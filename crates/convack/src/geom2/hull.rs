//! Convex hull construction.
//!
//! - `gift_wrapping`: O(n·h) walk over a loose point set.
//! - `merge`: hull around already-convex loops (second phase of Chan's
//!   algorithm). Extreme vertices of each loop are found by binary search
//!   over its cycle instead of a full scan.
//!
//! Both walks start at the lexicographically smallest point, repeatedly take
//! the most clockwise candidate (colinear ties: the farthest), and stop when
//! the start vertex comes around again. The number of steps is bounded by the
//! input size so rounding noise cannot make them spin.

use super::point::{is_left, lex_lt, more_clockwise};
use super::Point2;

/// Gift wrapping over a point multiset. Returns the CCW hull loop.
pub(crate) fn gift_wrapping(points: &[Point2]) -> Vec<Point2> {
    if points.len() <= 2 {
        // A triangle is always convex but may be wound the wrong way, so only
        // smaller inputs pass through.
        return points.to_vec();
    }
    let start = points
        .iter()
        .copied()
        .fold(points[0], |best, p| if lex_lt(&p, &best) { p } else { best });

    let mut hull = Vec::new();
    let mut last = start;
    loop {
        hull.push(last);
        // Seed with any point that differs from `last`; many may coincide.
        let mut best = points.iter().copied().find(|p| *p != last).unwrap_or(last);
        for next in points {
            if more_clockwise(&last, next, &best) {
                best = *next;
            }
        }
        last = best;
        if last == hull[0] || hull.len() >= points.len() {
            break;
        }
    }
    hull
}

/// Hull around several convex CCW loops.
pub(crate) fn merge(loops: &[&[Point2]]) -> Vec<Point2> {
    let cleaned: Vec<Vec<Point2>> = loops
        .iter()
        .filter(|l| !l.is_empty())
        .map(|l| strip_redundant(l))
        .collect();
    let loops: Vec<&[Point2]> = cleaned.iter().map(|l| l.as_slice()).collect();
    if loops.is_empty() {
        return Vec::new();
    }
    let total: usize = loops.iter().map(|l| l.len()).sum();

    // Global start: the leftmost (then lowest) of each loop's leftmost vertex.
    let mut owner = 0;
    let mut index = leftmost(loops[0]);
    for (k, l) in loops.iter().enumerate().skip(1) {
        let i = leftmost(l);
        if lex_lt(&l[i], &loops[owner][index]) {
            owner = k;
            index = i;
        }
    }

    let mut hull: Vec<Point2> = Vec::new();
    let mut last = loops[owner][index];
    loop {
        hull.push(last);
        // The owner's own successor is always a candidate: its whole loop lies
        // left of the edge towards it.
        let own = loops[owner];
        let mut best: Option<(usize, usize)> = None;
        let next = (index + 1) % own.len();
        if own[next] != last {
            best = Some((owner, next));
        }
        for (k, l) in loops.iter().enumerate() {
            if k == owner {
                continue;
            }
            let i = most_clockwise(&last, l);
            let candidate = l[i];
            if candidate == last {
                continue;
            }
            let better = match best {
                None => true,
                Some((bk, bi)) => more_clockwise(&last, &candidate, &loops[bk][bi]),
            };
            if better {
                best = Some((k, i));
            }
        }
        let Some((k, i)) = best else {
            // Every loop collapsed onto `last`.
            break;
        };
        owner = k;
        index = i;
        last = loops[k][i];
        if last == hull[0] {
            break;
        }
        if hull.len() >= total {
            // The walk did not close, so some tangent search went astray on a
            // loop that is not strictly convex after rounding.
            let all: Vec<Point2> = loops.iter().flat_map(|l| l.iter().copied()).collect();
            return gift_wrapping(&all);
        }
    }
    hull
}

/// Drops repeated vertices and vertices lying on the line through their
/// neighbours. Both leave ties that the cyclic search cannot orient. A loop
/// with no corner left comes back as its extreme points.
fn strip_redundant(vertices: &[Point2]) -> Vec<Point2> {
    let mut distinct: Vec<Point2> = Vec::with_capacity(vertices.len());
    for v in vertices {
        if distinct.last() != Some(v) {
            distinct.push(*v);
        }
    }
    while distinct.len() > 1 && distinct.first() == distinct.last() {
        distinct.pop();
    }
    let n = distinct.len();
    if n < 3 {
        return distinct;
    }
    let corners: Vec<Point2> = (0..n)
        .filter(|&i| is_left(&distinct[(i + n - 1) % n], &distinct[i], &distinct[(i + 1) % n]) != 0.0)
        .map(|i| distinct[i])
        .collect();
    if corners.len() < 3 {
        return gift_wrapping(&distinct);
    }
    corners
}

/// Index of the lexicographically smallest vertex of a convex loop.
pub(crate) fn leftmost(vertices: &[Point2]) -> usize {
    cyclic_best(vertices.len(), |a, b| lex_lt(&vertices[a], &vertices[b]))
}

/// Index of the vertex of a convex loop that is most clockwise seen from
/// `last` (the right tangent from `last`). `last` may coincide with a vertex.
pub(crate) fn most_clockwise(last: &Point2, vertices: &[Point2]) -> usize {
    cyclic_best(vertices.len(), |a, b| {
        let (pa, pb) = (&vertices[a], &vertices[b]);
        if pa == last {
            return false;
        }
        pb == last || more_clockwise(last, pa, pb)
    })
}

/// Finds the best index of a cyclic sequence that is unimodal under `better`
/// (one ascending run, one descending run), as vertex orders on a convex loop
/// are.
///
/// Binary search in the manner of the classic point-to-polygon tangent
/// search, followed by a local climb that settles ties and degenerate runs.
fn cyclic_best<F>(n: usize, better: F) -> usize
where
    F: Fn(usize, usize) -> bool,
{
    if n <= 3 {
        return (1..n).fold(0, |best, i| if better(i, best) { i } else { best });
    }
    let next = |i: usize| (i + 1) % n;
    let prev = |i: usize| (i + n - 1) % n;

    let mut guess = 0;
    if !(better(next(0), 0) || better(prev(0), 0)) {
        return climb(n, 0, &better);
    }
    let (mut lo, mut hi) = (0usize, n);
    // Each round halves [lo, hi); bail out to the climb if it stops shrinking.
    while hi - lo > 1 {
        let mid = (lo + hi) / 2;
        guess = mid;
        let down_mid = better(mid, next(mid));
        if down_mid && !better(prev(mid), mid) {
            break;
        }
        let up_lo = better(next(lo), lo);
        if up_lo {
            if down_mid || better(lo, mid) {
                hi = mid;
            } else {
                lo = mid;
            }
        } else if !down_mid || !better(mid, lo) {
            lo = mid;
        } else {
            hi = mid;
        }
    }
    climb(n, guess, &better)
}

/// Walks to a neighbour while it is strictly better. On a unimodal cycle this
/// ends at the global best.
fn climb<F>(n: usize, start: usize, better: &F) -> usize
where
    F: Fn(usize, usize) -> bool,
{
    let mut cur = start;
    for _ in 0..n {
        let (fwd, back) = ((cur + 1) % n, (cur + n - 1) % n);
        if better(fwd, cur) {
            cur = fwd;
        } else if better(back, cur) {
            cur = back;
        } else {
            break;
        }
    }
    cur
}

══════════════════════════════

**ABOUT THIS EXERCISE**
Reproduce each line of the data containing the word "guess".

**RESPONSE TO THE TASK**
    let mut guess = 0;
        guess = mid;
    climb(n, guess, &better)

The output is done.